* [Available data]
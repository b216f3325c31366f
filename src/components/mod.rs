//! UI components.

pub mod dashboard;
pub mod force_graph;
//! Single-writer state behind the dashboard graph.
//!
//! The only persisted inputs are the dataset and the selection. The displayed
//! subgraph is derived from them, and kept only because an unresolvable
//! selection must leave the previous view in place.
//!
//! ```text
//! Unloaded --load--> NoCandidates   (no automations: whole dataset shown)
//!          \-load--> Filtered       (first automation selected)
//! Filtered --select--> Filtered     (new view, or unchanged if unresolvable)
//! any      --load--> NoCandidates | Filtered
//! ```

use log::{debug, warn};

use super::candidates::{AutomationCandidate, automation_candidates, default_selection};
use super::filter::{Subgraph, neighborhood};
use super::integrity::drop_dangling_edges;
use super::overlay::Overlay;
use super::types::GraphData;

/// Where the explorer sits in its lifecycle.
#[derive(Clone, Copy, Debug, Default, PartialEq, Eq)]
pub enum ViewPhase {
	/// No dataset has been installed yet.
	#[default]
	Unloaded,
	/// Dataset present but nothing is filtering it; the full graph is shown.
	NoCandidates,
	/// A focal node is selected and its neighbourhood is shown.
	Filtered,
}

/// Identifies one graph fetch. Only the newest ticket may install its result.
#[derive(Clone, Copy, Debug, PartialEq, Eq, PartialOrd, Ord)]
pub struct LoadTicket(u64);

/// Summary of an installed dataset, for logging and the status line.
#[derive(Clone, Debug, PartialEq, Eq)]
pub struct LoadReport {
	/// Nodes in the installed dataset.
	pub nodes: usize,
	/// Edges kept after dropping dangling ones.
	pub edges: usize,
	/// Edges removed because an endpoint was missing.
	pub dropped_edges: usize,
	/// Number of automation candidates.
	pub candidates: usize,
	/// Default selection applied by the load, if any.
	pub selection: Option<String>,
}

/// Dataset, selection, derived view and manual overlay.
#[derive(Clone, Debug, Default)]
pub struct Explorer {
	dataset: Option<GraphData>,
	candidates: Vec<AutomationCandidate>,
	selection: String,
	focal: Option<String>,
	displayed: Subgraph,
	overlay: Overlay,
	phase: ViewPhase,
	generation: u64,
}

impl Explorer {
	/// An explorer with no dataset.
	pub fn new() -> Self {
		Self::default()
	}

	/// Starts a fetch. Any ticket handed out earlier becomes stale.
	pub fn begin_load(&mut self) -> LoadTicket {
		self.generation += 1;
		LoadTicket(self.generation)
	}

	/// True if no newer fetch has started since `ticket` was issued.
	pub fn is_current(&self, ticket: LoadTicket) -> bool {
		ticket.0 == self.generation
	}

	/// Installs the result of the fetch identified by `ticket`.
	///
	/// Results of superseded fetches are discarded and `None` is returned.
	pub fn finish_load(&mut self, ticket: LoadTicket, data: GraphData) -> Option<LoadReport> {
		if !self.is_current(ticket) {
			debug!("ha-validator: discarding graph from superseded fetch {:?}", ticket);
			return None;
		}
		Some(self.load(data))
	}

	/// Replaces the dataset and applies the default selection.
	pub fn load(&mut self, mut data: GraphData) -> LoadReport {
		let dropped = drop_dangling_edges(&mut data);
		for dangling in &dropped {
			warn!(
				"ha-validator: dropping edge {} -> {}, unknown node(s): {}",
				dangling.edge.source,
				dangling.edge.target,
				dangling.missing.join(", ")
			);
		}

		self.candidates = automation_candidates(&data.nodes);
		self.overlay.clear();

		match default_selection(&self.candidates).map(str::to_string) {
			Some(first) => {
				// The first candidate exists in `data`, so this always resolves.
				self.displayed = neighborhood(&data, &first).unwrap_or_default();
				self.focal = Some(first.clone());
				self.selection = first;
				self.phase = ViewPhase::Filtered;
			}
			None => {
				self.displayed = Subgraph::full(&data);
				self.focal = None;
				self.selection.clear();
				self.phase = ViewPhase::NoCandidates;
			}
		}

		let report = LoadReport {
			nodes: data.nodes.len(),
			edges: data.edges.len(),
			dropped_edges: dropped.len(),
			candidates: self.candidates.len(),
			selection: (!self.selection.is_empty()).then(|| self.selection.clone()),
		};
		self.dataset = Some(data);
		report
	}

	/// Changes the focal node.
	///
	/// Only takes effect when `id` names a node of the current dataset;
	/// otherwise selection and view are left as they were. Returns whether
	/// the selection changed.
	pub fn select(&mut self, id: &str) -> bool {
		let Some(data) = &self.dataset else {
			debug!("ha-validator: selection {:?} before any dataset", id);
			return false;
		};
		let Some(view) = neighborhood(data, id) else {
			debug!("ha-validator: selection {:?} does not resolve, keeping view", id);
			return false;
		};

		self.displayed = view;
		self.selection = id.to_string();
		self.focal = Some(id.to_string());
		self.overlay.clear();
		self.phase = ViewPhase::Filtered;
		true
	}

	/// Adds a view-only connection between two displayed nodes.
	pub fn connect(&mut self, source: &str, target: &str) -> bool {
		self.overlay.connect(&self.displayed, source, target)
	}

	/// Current lifecycle phase.
	pub fn phase(&self) -> ViewPhase {
		self.phase
	}

	/// The installed dataset, if any.
	pub fn dataset(&self) -> Option<&GraphData> {
		self.dataset.as_ref()
	}

	/// Automation candidates of the installed dataset, stable until the next load.
	pub fn candidates(&self) -> &[AutomationCandidate] {
		&self.candidates
	}

	/// Current focal identifier. Empty means no selection, otherwise it
	/// names a node of the installed dataset.
	pub fn selection(&self) -> &str {
		&self.selection
	}

	/// The node the displayed view is centred on, `None` for the full view.
	pub fn focal(&self) -> Option<&str> {
		self.focal.as_deref()
	}

	/// Nodes and edges for the canvas.
	pub fn displayed(&self) -> &Subgraph {
		&self.displayed
	}

	/// View-only connections drawn on the current view.
	pub fn overlay(&self) -> &Overlay {
		&self.overlay
	}
}

#[cfg(test)]
mod tests {
	use super::*;
	use crate::graph::{GraphEdge, GraphNode};

	fn home() -> GraphData {
		GraphData {
			nodes: vec![
				GraphNode::new("sensor.motion", Some("entity"), None),
				GraphNode::new("automation.morning", Some("automation"), Some("Morning")),
				GraphNode::new("light.kitchen", Some("entity"), None),
				GraphNode::new("automation.night", None, None),
			],
			edges: vec![
				GraphEdge::new("sensor.motion", "automation.morning").with_relation("trigger"),
				GraphEdge::new("automation.morning", "light.kitchen").with_relation("action"),
				GraphEdge::new("automation.night", "light.kitchen").with_relation("action"),
			],
		}
	}

	fn entities_only() -> GraphData {
		GraphData {
			nodes: vec![
				GraphNode::new("light.a", Some("entity"), None),
				GraphNode::new("light.b", Some("entity"), None),
			],
			edges: vec![GraphEdge::new("light.a", "light.b")],
		}
	}

	#[test]
	fn starts_unloaded_and_empty() {
		let explorer = Explorer::new();
		assert_eq!(explorer.phase(), ViewPhase::Unloaded);
		assert!(explorer.dataset().is_none());
		assert!(explorer.displayed().nodes.is_empty());
		assert_eq!(explorer.selection(), "");
	}

	#[test]
	fn load_selects_first_automation() {
		let mut explorer = Explorer::new();
		let report = explorer.load(home());

		assert_eq!(explorer.phase(), ViewPhase::Filtered);
		assert_eq!(explorer.selection(), "automation.morning");
		assert_eq!(report.candidates, 2);
		assert_eq!(report.selection.as_deref(), Some("automation.morning"));
		assert_eq!(explorer.displayed().nodes.len(), 3);
		assert_eq!(explorer.displayed().edges.len(), 2);
	}

	#[test]
	fn load_without_automations_shows_everything() {
		let mut explorer = Explorer::new();
		let report = explorer.load(entities_only());

		assert_eq!(explorer.phase(), ViewPhase::NoCandidates);
		assert_eq!(explorer.selection(), "");
		assert_eq!(explorer.focal(), None);
		assert_eq!(report.selection, None);
		assert_eq!(explorer.displayed(), &Subgraph::full(&entities_only()));
	}

	#[test]
	fn select_switches_focus() {
		let mut explorer = Explorer::new();
		explorer.load(home());

		assert!(explorer.select("automation.night"));
		let ids: Vec<&str> = explorer.displayed().nodes.iter().map(|n| n.id.as_str()).collect();
		assert_eq!(ids, ["light.kitchen", "automation.night"]);
		assert_eq!(explorer.phase(), ViewPhase::Filtered);
	}

	#[test]
	fn unresolvable_selection_keeps_previous_view() {
		let mut explorer = Explorer::new();
		explorer.load(home());
		let before = explorer.displayed().clone();

		assert!(!explorer.select("automation.deleted"));
		assert_eq!(explorer.displayed(), &before);
		assert_eq!(explorer.selection(), "automation.morning");
		assert_eq!(explorer.focal(), Some("automation.morning"));
		assert_eq!(explorer.phase(), ViewPhase::Filtered);
	}

	#[test]
	fn empty_selection_keeps_filtered_view() {
		let mut explorer = Explorer::new();
		explorer.load(home());
		explorer.select("automation.night");
		let before = explorer.displayed().clone();

		assert!(!explorer.select(""));
		assert_eq!(explorer.phase(), ViewPhase::Filtered);
		assert_eq!(explorer.selection(), "automation.night");
		assert_eq!(explorer.displayed(), &before);
		assert!(explorer.dataset().is_some_and(|d| d.contains_node(explorer.selection())));
	}

	#[test]
	fn selection_before_load_is_ignored() {
		let mut explorer = Explorer::new();
		assert!(!explorer.select("automation.morning"));
		assert_eq!(explorer.selection(), "");
		assert_eq!(explorer.phase(), ViewPhase::Unloaded);
	}

	#[test]
	fn fallback_view_survives_empty_selection() {
		let mut explorer = Explorer::new();
		explorer.load(entities_only());
		assert!(!explorer.select(""));
		assert_eq!(explorer.phase(), ViewPhase::NoCandidates);
		assert_eq!(explorer.displayed().nodes.len(), 2);
	}

	#[test]
	fn reload_replaces_dataset_and_candidates() {
		let mut explorer = Explorer::new();
		explorer.load(home());
		explorer.select("automation.night");

		explorer.load(entities_only());
		assert!(explorer.candidates().is_empty());
		assert_eq!(explorer.phase(), ViewPhase::NoCandidates);

		explorer.load(home());
		assert_eq!(explorer.selection(), "automation.morning");
	}

	#[test]
	fn dangling_edges_are_dropped_on_load() {
		let mut data = home();
		data.edges.push(GraphEdge::new("automation.morning", "switch.removed"));

		let mut explorer = Explorer::new();
		let report = explorer.load(data);

		assert_eq!(report.dropped_edges, 1);
		assert_eq!(report.edges, 3);
		assert!(!explorer.displayed().contains_node("switch.removed"));
		assert_eq!(explorer.displayed().edges.len(), 2);
	}

	#[test]
	fn stale_fetch_is_discarded() {
		let mut explorer = Explorer::new();
		let first = explorer.begin_load();
		let second = explorer.begin_load();

		assert!(explorer.finish_load(second, home()).is_some());
		assert!(explorer.finish_load(first, entities_only()).is_none());
		assert_eq!(explorer.phase(), ViewPhase::Filtered);
		assert_eq!(explorer.dataset(), Some(&home()));
	}

	#[test]
	fn overlay_is_cleared_by_recompute() {
		let mut explorer = Explorer::new();
		explorer.load(home());

		assert!(explorer.connect("sensor.motion", "light.kitchen"));
		assert_eq!(explorer.overlay().edges().len(), 1);
		assert_eq!(explorer.dataset().map(|d| d.edges.len()), Some(3));

		explorer.select("automation.night");
		assert!(explorer.overlay().is_empty());
	}
}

* [Your assignment]
Exactly one number is wanted in reply: the count of lines above that hold the string "kitchen".

* [Written solution]
5